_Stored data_

──────────

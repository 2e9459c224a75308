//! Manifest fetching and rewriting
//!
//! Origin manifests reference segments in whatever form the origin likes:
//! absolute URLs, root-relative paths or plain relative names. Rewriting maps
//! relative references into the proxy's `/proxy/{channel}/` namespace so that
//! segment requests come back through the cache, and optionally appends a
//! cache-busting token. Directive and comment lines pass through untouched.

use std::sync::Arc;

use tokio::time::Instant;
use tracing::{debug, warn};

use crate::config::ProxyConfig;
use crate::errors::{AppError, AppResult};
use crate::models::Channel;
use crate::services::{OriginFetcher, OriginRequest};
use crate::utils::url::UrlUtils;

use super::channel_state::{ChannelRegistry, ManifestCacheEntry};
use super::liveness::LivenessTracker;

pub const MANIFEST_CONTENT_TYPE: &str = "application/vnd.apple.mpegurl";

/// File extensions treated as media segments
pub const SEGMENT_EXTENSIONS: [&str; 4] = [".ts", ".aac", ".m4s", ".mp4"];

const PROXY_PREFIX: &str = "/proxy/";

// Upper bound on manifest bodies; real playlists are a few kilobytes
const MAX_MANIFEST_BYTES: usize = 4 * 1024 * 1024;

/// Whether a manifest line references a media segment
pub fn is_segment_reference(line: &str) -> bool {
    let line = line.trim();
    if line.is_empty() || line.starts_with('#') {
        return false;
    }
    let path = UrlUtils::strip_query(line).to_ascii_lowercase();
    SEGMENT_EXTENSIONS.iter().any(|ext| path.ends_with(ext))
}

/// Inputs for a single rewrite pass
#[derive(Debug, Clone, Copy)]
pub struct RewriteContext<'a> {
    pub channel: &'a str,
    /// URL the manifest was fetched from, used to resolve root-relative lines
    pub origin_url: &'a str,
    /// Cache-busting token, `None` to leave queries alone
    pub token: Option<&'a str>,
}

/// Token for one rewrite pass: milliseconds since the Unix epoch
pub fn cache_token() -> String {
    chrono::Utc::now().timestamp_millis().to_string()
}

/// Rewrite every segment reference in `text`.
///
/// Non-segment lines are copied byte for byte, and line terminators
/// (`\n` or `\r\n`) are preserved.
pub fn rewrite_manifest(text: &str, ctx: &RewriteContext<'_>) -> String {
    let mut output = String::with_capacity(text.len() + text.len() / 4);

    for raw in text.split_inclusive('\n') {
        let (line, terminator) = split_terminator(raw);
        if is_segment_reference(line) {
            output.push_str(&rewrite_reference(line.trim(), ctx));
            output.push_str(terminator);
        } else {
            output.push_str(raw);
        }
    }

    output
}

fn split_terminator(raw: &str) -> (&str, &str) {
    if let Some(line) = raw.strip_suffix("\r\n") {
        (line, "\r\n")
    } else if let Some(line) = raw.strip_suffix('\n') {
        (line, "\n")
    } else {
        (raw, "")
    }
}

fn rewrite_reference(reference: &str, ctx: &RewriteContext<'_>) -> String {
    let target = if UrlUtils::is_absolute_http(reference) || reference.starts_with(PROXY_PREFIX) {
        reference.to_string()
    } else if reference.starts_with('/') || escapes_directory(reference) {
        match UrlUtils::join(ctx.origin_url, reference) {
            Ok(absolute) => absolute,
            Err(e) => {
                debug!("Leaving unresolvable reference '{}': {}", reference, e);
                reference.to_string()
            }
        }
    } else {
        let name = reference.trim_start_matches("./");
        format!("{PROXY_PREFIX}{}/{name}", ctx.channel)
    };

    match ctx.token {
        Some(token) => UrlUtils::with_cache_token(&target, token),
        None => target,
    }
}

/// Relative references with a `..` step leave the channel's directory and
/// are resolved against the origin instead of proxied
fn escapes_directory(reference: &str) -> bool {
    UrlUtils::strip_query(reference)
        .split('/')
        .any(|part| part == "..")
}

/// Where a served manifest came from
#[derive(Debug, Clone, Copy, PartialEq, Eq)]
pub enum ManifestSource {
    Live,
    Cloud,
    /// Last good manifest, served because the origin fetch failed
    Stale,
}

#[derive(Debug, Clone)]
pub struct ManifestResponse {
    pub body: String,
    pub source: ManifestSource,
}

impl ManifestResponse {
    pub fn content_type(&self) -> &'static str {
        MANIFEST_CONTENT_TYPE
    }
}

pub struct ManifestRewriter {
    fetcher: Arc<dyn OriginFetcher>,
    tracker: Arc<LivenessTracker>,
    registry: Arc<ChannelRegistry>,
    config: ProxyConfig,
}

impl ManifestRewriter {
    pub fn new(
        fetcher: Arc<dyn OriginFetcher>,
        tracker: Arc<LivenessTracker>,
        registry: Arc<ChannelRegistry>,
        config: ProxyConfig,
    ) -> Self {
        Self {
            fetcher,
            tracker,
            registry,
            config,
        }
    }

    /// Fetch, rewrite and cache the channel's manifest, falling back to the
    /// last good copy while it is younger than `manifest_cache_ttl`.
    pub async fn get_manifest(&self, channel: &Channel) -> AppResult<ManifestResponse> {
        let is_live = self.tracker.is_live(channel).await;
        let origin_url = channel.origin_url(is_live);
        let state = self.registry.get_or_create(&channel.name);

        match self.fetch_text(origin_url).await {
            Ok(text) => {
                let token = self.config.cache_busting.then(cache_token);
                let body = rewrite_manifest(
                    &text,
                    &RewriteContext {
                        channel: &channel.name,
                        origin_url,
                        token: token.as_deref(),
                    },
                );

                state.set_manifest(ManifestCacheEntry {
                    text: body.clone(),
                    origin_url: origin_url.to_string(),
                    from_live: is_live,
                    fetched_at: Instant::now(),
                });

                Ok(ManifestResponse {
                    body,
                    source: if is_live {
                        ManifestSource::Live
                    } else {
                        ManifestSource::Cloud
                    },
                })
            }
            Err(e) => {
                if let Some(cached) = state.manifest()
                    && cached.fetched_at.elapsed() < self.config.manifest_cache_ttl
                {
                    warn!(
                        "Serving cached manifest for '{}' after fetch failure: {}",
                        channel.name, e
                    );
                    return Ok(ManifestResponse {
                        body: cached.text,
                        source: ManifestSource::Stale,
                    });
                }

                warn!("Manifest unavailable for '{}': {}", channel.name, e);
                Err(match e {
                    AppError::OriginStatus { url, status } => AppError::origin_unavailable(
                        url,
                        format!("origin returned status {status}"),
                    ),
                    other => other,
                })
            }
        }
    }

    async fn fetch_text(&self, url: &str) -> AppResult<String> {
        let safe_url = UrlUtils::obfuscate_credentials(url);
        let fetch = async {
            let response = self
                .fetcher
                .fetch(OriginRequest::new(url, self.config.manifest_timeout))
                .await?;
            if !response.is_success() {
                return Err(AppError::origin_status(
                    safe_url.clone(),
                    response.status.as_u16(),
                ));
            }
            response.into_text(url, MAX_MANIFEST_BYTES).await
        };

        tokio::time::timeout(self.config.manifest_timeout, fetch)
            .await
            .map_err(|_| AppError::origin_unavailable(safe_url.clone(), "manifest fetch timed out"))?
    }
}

──────────

_PROBLEM STATEMENT_
Write the records out once more. Each line must match.

_EXERCISE SOLUTION_
repository 2e9459c224a75308
//! Manifest fetching and rewriting
//!
//! Origin manifests reference segments in whatever form the origin likes:
//! absolute URLs, root-relative paths or plain relative names. Rewriting maps
//! relative references into the proxy's `/proxy/{channel}/` namespace so that
//! segment requests come back through the cache, and optionally appends a
//! cache-busting token. Directive and comment lines pass through untouched.

use std::sync::Arc;

use tokio::time::Instant;
use tracing::{debug, warn};

use crate::config::ProxyConfig;
use crate::errors::{AppError, AppResult};
use crate::models::Channel;
use crate::services::{OriginFetcher, OriginRequest};
use crate::utils::url::UrlUtils;

use super::channel_state::{ChannelRegistry, ManifestCacheEntry};
use super::liveness::LivenessTracker;

pub const MANIFEST_CONTENT_TYPE: &str = "application/vnd.apple.mpegurl";

/// File extensions treated as media segments
pub const SEGMENT_EXTENSIONS: [&str; 4] = [".ts", ".aac", ".m4s", ".mp4"];

const PROXY_PREFIX: &str = "/proxy/";

// Upper bound on manifest bodies; real playlists are a few kilobytes
const MAX_MANIFEST_BYTES: usize = 4 * 1024 * 1024;

/// Whether a manifest line references a media segment
pub fn is_segment_reference(line: &str) -> bool {
    let line = line.trim();
    if line.is_empty() || line.starts_with('#') {
        return false;
    }
    let path = UrlUtils::strip_query(line).to_ascii_lowercase();
    SEGMENT_EXTENSIONS.iter().any(|ext| path.ends_with(ext))
}

/// Inputs for a single rewrite pass
#[derive(Debug, Clone, Copy)]
pub struct RewriteContext<'a> {
    pub channel: &'a str,
    /// URL the manifest was fetched from, used to resolve root-relative lines
    pub origin_url: &'a str,
    /// Cache-busting token, `None` to leave queries alone
    pub token: Option<&'a str>,
}

/// Token for one rewrite pass: milliseconds since the Unix epoch
pub fn cache_token() -> String {
    chrono::Utc::now().timestamp_millis().to_string()
}

/// Rewrite every segment reference in `text`.
///
/// Non-segment lines are copied byte for byte, and line terminators
/// (`\n` or `\r\n`) are preserved.
pub fn rewrite_manifest(text: &str, ctx: &RewriteContext<'_>) -> String {
    let mut output = String::with_capacity(text.len() + text.len() / 4);

    for raw in text.split_inclusive('\n') {
        let (line, terminator) = split_terminator(raw);
        if is_segment_reference(line) {
            output.push_str(&rewrite_reference(line.trim(), ctx));
            output.push_str(terminator);
        } else {
            output.push_str(raw);
        }
    }

    output
}

fn split_terminator(raw: &str) -> (&str, &str) {
    if let Some(line) = raw.strip_suffix("\r\n") {
        (line, "\r\n")
    } else if let Some(line) = raw.strip_suffix('\n') {
        (line, "\n")
    } else {
        (raw, "")
    }
}

fn rewrite_reference(reference: &str, ctx: &RewriteContext<'_>) -> String {
    let target = if UrlUtils::is_absolute_http(reference) || reference.starts_with(PROXY_PREFIX) {
        reference.to_string()
    } else if reference.starts_with('/') || escapes_directory(reference) {
        match UrlUtils::join(ctx.origin_url, reference) {
            Ok(absolute) => absolute,
            Err(e) => {
                debug!("Leaving unresolvable reference '{}': {}", reference, e);
                reference.to_string()
            }
        }
    } else {
        let name = reference.trim_start_matches("./");
        format!("{PROXY_PREFIX}{}/{name}", ctx.channel)
    };

    match ctx.token {
        Some(token) => UrlUtils::with_cache_token(&target, token),
        None => target,
    }
}

/// Relative references with a `..` step leave the channel's directory and
/// are resolved against the origin instead of proxied
fn escapes_directory(reference: &str) -> bool {
    UrlUtils::strip_query(reference)
        .split('/')
        .any(|part| part == "..")
}

/// Where a served manifest came from
#[derive(Debug, Clone, Copy, PartialEq, Eq)]
pub enum ManifestSource {
    Live,
    Cloud,
    /// Last good manifest, served because the origin fetch failed
    Stale,
}

#[derive(Debug, Clone)]
pub struct ManifestResponse {
    pub body: String,
    pub source: ManifestSource,
}

impl ManifestResponse {
    pub fn content_type(&self) -> &'static str {
        MANIFEST_CONTENT_TYPE
    }
}

pub struct ManifestRewriter {
    fetcher: Arc<dyn OriginFetcher>,
    tracker: Arc<LivenessTracker>,
    registry: Arc<ChannelRegistry>,
    config: ProxyConfig,
}

impl ManifestRewriter {
    pub fn new(
        fetcher: Arc<dyn OriginFetcher>,
        tracker: Arc<LivenessTracker>,
        registry: Arc<ChannelRegistry>,
        config: ProxyConfig,
    ) -> Self {
        Self {
            fetcher,
            tracker,
            registry,
            config,
        }
    }

    /// Fetch, rewrite and cache the channel's manifest, falling back to the
    /// last good copy while it is younger than `manifest_cache_ttl`.
    pub async fn get_manifest(&self, channel: &Channel) -> AppResult<ManifestResponse> {
        let is_live = self.tracker.is_live(channel).await;
        let origin_url = channel.origin_url(is_live);
        let state = self.registry.get_or_create(&channel.name);

        match self.fetch_text(origin_url).await {
            Ok(text) => {
                let token = self.config.cache_busting.then(cache_token);
                let body = rewrite_manifest(
                    &text,
                    &RewriteContext {
                        channel: &channel.name,
                        origin_url,
                        token: token.as_deref(),
                    },
                );

                state.set_manifest(ManifestCacheEntry {
                    text: body.clone(),
                    origin_url: origin_url.to_string(),
                    from_live: is_live,
                    fetched_at: Instant::now(),
                });

                Ok(ManifestResponse {
                    body,
                    source: if is_live {
                        ManifestSource::Live
                    } else {
                        ManifestSource::Cloud
                    },
                })
            }
            Err(e) => {
                if let Some(cached) = state.manifest()
                    && cached.fetched_at.elapsed() < self.config.manifest_cache_ttl
                {
                    warn!(
                        "Serving cached manifest for '{}' after fetch failure: {}",
                        channel.name, e
                    );
                    return Ok(ManifestResponse {
                        body: cached.text,
                        source: ManifestSource::Stale,
                    });
                }

                warn!("Manifest unavailable for '{}': {}", channel.name, e);
                Err(match e {
                    AppError::OriginStatus { url, status } => AppError::origin_unavailable(
                        url,
                        format!("origin returned status {status}"),
                    ),
                    other => other,
                })
            }
        }
    }

    async fn fetch_text(&self, url: &str) -> AppResult<String> {
        let safe_url = UrlUtils::obfuscate_credentials(url);
        let fetch = async {
            let response = self
                .fetcher
                .fetch(OriginRequest::new(url, self.config.manifest_timeout))
                .await?;
            if !response.is_success() {
                return Err(AppError::origin_status(
                    safe_url.clone(),
                    response.status.as_u16(),
                ));
            }
            response.into_text(url, MAX_MANIFEST_BYTES).await
        };

        tokio::time::timeout(self.config.manifest_timeout, fetch)
            .await
            .map_err(|_| AppError::origin_unavailable(safe_url.clone(), "manifest fetch timed out"))?
    }
}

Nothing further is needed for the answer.